Rotavirus: The silent threat to children

Few people will have heard of Rotavirus, but it’s one of the deadliest viruses on the planet for babies and young children.

Found in all corners of the world, it’s an incredibly infectious stomach bug, causing diarrhoea and sometimes vomiting, stomach aches and fever. Most children, regardless of their socioeconomic background, will have been infected at least once by the age of five. Those living in developing countries are at higher risk of fatality, with World Health Organisation estimates of 215,000 child deaths each year, and up to 47,000 of these occurring in India, 31,000 in Nigeria and 15,000 in Pakistan.

Traditionally, the illness was treated like any other child diarrhoea illness, remedied by topping up fluids to prevent dehydration. But the introduction of RotaTeq and Rotarix vaccines at the start of the 21st century has dramatically reduced infection rates, with up to 98 per cent effectiveness observed in severe cases.

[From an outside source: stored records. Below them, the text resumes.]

//! Scratch directory helpers
//!
//! Scratch directories live under the configured temp folder and are named by
//! a random UUID. [`ScratchDir`] ties a directory to the operation that made
//! it: the directory is removed by [`ScratchDir::release`] or, failing that,
//! when the guard is dropped.

use std::io::ErrorKind;
use std::path::{Path, PathBuf};

use tokio::fs;
use tracing::{debug, warn};
use uuid::Uuid;

use crate::errors::Result;

/// Random hyphenated hex token used to name scratch directories
pub fn generate_token() -> String {
    Uuid::new_v4().hyphenated().to_string()
}

/// Create a directory (and its parents). An existing directory is not an error.
pub async fn create_directory(dir: &Path) -> Result<()> {
    match fs::create_dir_all(dir).await {
        Ok(()) => Ok(()),
        Err(e) if e.kind() == ErrorKind::AlreadyExists => Ok(()),
        Err(e) => Err(e.into()),
    }
}

/// Remove every entry below `dir`, keeping `dir` itself
pub async fn clear_directory(dir: &Path) -> Result<()> {
    let mut pending = vec![dir.to_path_buf()];
    let mut subdirs = Vec::new();

    while let Some(current) = pending.pop() {
        let mut entries = fs::read_dir(&current).await?;
        while let Some(entry) = entries.next_entry().await? {
            let path = entry.path();
            if entry.file_type().await?.is_dir() {
                pending.push(path.clone());
                subdirs.push(path);
            } else {
                fs::remove_file(&path).await?;
            }
        }
    }

    // Children were discovered after their parents
    for subdir in subdirs.iter().rev() {
        fs::remove_dir(subdir).await?;
    }
    Ok(())
}

/// Recursively remove `dir`. A missing directory counts as removed.
pub async fn remove_directory(dir: &Path) -> Result<()> {
    if fs::metadata(dir).await.is_err() {
        return Ok(());
    }

    clear_directory(dir).await?;
    match fs::remove_dir(dir).await {
        Ok(()) => {
            debug!("Removed directory {:?}", dir);
            Ok(())
        }
        Err(e) if e.kind() == ErrorKind::NotFound => Ok(()),
        Err(e) => Err(e.into()),
    }
}

/// A uniquely named directory owned by one operation
#[derive(Debug)]
pub struct ScratchDir {
    path: PathBuf,
    released: bool,
}

impl ScratchDir {
    /// Create a new scratch directory under `root`
    pub async fn create(root: &Path) -> Result<Self> {
        let path = root.join(generate_token());
        fs::create_dir(&path).await?;
        debug!("Created scratch directory {:?}", path);
        Ok(Self {
            path,
            released: false,
        })
    }

    /// Take ownership of an existing directory
    pub fn adopt(path: impl Into<PathBuf>) -> Self {
        Self {
            path: path.into(),
            released: false,
        }
    }

    pub fn path(&self) -> &Path {
        &self.path
    }

    /// Hand the directory to the caller; it will no longer be removed
    pub fn into_path(mut self) -> PathBuf {
        self.released = true;
        std::mem::take(&mut self.path)
    }

    /// Remove the directory and everything in it.
    ///
    /// This is the expected way to dispose of a guard. Dropping an unreleased
    /// guard falls back to a blocking `remove_dir_all` on the current thread,
    /// which only happens on early returns and cancelled futures.
    pub async fn release(mut self) -> Result<()> {
        let result = remove_directory(&self.path).await;
        self.released = true;
        result
    }
}

/// Blocking fallback for guards that were never released, e.g. when the
/// owning future is cancelled. Errors are logged, never raised.
impl Drop for ScratchDir {
    fn drop(&mut self) {
        if self.released {
            return;
        }
        match std::fs::remove_dir_all(&self.path) {
            Ok(()) => debug!("Removed scratch directory {:?} on drop", self.path),
            Err(e) if e.kind() == ErrorKind::NotFound => {}
            Err(e) => warn!("Failed to remove scratch directory {:?}: {}", self.path, e),
        }
    }
}

#[cfg(test)]
mod tests {
    use super::*;
    use tempfile::TempDir;

    #[test]
    fn test_token_format() {
        let token = generate_token();
        assert_eq!(token.len(), 36);
        assert_eq!(token.matches('-').count(), 4);
        assert!(token.chars().all(|c| c == '-' || c.is_ascii_hexdigit()));
        assert_ne!(token, generate_token());
    }

    #[tokio::test]
    async fn test_create_directory_is_idempotent() {
        let root = TempDir::new().unwrap();
        let dir = root.path().join("nested").join("tmp");

        create_directory(&dir).await.unwrap();
        create_directory(&dir).await.unwrap();
        assert!(dir.is_dir());
    }

    #[tokio::test]
    async fn test_remove_directory_with_nested_and_dot_files() {
        let root = TempDir::new().unwrap();
        let dir = root.path().join("work");
        std::fs::create_dir_all(dir.join("a").join("b")).unwrap();
        std::fs::write(dir.join(".gitkeep"), "").unwrap();
        std::fs::write(dir.join("meta.manifest"), "{}").unwrap();
        std::fs::write(dir.join("a").join("b").join("shard.tar.gz"), "data").unwrap();

        remove_directory(&dir).await.unwrap();
        assert!(!dir.exists());
    }

    #[tokio::test]
    async fn test_remove_missing_directory() {
        let root = TempDir::new().unwrap();
        remove_directory(&root.path().join("missing")).await.unwrap();
    }

    #[tokio::test]
    async fn test_clear_directory_keeps_root() {
        let root = TempDir::new().unwrap();
        std::fs::create_dir(root.path().join("sub")).unwrap();
        std::fs::write(root.path().join("sub").join("f"), "x").unwrap();
        std::fs::write(root.path().join("g"), "y").unwrap();

        clear_directory(root.path()).await.unwrap();
        assert!(root.path().is_dir());
        assert_eq!(std::fs::read_dir(root.path()).unwrap().count(), 0);
    }

    #[tokio::test]
    async fn test_scratch_dir_release() {
        let root = TempDir::new().unwrap();
        let scratch = ScratchDir::create(root.path()).await.unwrap();
        let path = scratch.path().to_path_buf();
        std::fs::write(path.join("file"), "x").unwrap();
        assert!(path.starts_with(root.path()));

        scratch.release().await.unwrap();
        assert!(!path.exists());
    }

    #[tokio::test]
    async fn test_scratch_dir_removed_on_drop() {
        let root = TempDir::new().unwrap();
        let path = {
            let scratch = ScratchDir::create(root.path()).await.unwrap();
            std::fs::write(scratch.path().join("file"), "x").unwrap();
            scratch.path().to_path_buf()
        };
        assert!(!path.exists());
    }

    #[tokio::test]
    async fn test_scratch_dir_removed_when_task_cancelled() {
        let root = TempDir::new().unwrap();
        let (tx, rx) = tokio::sync::oneshot::channel();
        let scratch_root = root.path().to_path_buf();

        let task = tokio::spawn(async move {
            let scratch = ScratchDir::create(&scratch_root).await.unwrap();
            tx.send(scratch.path().to_path_buf()).unwrap();
            std::future::pending::<()>().await;
            scratch.release().await
        });

        let path = rx.await.unwrap();
        assert!(path.is_dir());
        task.abort();
        assert!(task.await.unwrap_err().is_cancelled());
        assert!(!path.exists());
    }

    #[tokio::test]
    async fn test_into_path_keeps_directory() {
        let root = TempDir::new().unwrap();
        let scratch = ScratchDir::create(root.path()).await.unwrap();
        let path = scratch.into_path();
        assert!(path.is_dir());
    }
}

Today, the infection is easily treated – in the UK, the vaccine was introduced in 2013, resulting in a 69 per cent drop in cases. It contains a weakened strain of the disease, helping babies to build immunity, and children are given two doses at eight and 12 weeks through a liquid given to them to swallow. Now that air cargo has made the vaccine more available, IAG Cargo is working to close the gap between those that can readily access it in the developed world and those that most need it.

Through our partnerships with international pharmaceutical companies, we carry vaccines to parts of the world that are at high risk, supporting efforts to eradicate diseases such as this preventable threat to children.